● Material for the task
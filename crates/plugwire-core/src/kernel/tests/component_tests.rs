use std::sync::Arc;

use crate::kernel::component::{ComponentRegistry, Exclusions};
use crate::kernel::error::{ComponentError, Error};

trait Speaker: Send + Sync {
    fn speak(&self) -> String;
}

#[derive(Debug)]
struct Dog;

#[derive(Debug)]
struct Cat {
    name: String,
}

impl Speaker for Dog {
    fn speak(&self) -> String {
        "woof".to_string()
    }
}

impl Speaker for Cat {
    fn speak(&self) -> String {
        format!("{} says meow", self.name)
    }
}

fn populated() -> ComponentRegistry {
    let mut registry = ComponentRegistry::new();
    registry
        .register("dog", Arc::new(Dog))
        .unwrap()
        .provides(|it| -> Arc<dyn Speaker> { it });
    registry
        .register("cat", Arc::new(Cat { name: "Tom".to_string() }))
        .unwrap()
        .provides(|it| -> Arc<dyn Speaker> { it });
    registry.register("config", Arc::new(42_u32)).unwrap();
    registry
}

#[test]
fn test_register_and_get() {
    let registry = populated();

    assert_eq!(registry.count(), 3);
    assert!(registry.contains("dog"));
    assert_eq!(*registry.get::<u32>("config").unwrap(), 42);
    assert_eq!(registry.get::<Cat>("cat").unwrap().name, "Tom");
    assert_eq!(registry.names(), vec!["dog", "cat", "config"]);
}

#[test]
fn test_get_with_wrong_type() {
    let registry = populated();

    match registry.get::<Dog>("cat") {
        Err(Error::Component(ComponentError::TypeMismatch { name, .. })) => assert_eq!(name, "cat"),
        other => panic!("Expected a type mismatch, got {:?}", other),
    }
    assert!(matches!(
        registry.get::<Dog>("missing"),
        Err(Error::Component(ComponentError::NotFound { .. }))
    ));
}

#[test]
fn test_duplicate_and_blank_names_are_rejected() {
    let mut registry = populated();

    assert!(matches!(
        registry.register("dog", Arc::new(Dog)),
        Err(Error::Component(ComponentError::DuplicateName { .. }))
    ));
    assert!(matches!(
        registry.register("  ", Arc::new(Dog)),
        Err(Error::Component(ComponentError::BlankName))
    ));
    assert_eq!(registry.count(), 3);
}

#[test]
fn test_instances_of_capability() {
    let registry = populated();

    let speakers = registry.instances_of::<dyn Speaker>(&Exclusions::none());
    let said: Vec<String> = speakers.iter().map(|speaker| speaker.speak()).collect();
    assert_eq!(said, vec!["woof", "Tom says meow"]);

    assert_eq!(registry.names_providing::<dyn Speaker>(), vec!["dog", "cat"]);
    assert!(registry.instances_of::<dyn std::fmt::Debug + Send + Sync>(&Exclusions::none()).is_empty());
}

#[test]
fn test_get_provided_view() {
    let registry = populated();

    assert_eq!(registry.get_provided::<dyn Speaker>("dog").unwrap().speak(), "woof");
    assert!(matches!(
        registry.get_provided::<dyn Speaker>("config"),
        Err(Error::Component(ComponentError::TypeMismatch { .. }))
    ));
}

#[test]
fn test_exclusions_by_type_and_name() {
    let registry = populated();

    let without_dog = registry.instances_of::<dyn Speaker>(&Exclusions::none().with_type::<Dog>());
    assert_eq!(without_dog.len(), 1);
    assert_eq!(without_dog[0].speak(), "Tom says meow");

    let without_cat = registry.instances_of::<dyn Speaker>(&Exclusions::from_type_names(["Cat"]));
    assert_eq!(without_cat.len(), 1);
    assert_eq!(without_cat[0].speak(), "woof");

    let full_name = std::any::type_name::<Cat>();
    let by_full_name = Exclusions::none().with_type_name(full_name);
    assert_eq!(registry.instances_of::<dyn Speaker>(&by_full_name).len(), 1);

    let everything = Exclusions::from_type_names(["Cat", "Dog"]);
    assert!(!everything.is_empty());
    assert!(registry.instances_of::<dyn Speaker>(&everything).is_empty());
}

#[test]
fn test_type_name_of() {
    let registry = populated();

    assert!(registry.type_name_of("dog").unwrap().ends_with("Dog"));
    assert!(registry.type_name_of("missing").is_none());
}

● Problem description
Report only the number of lines above that contain "kernel".

● Solution for this task
3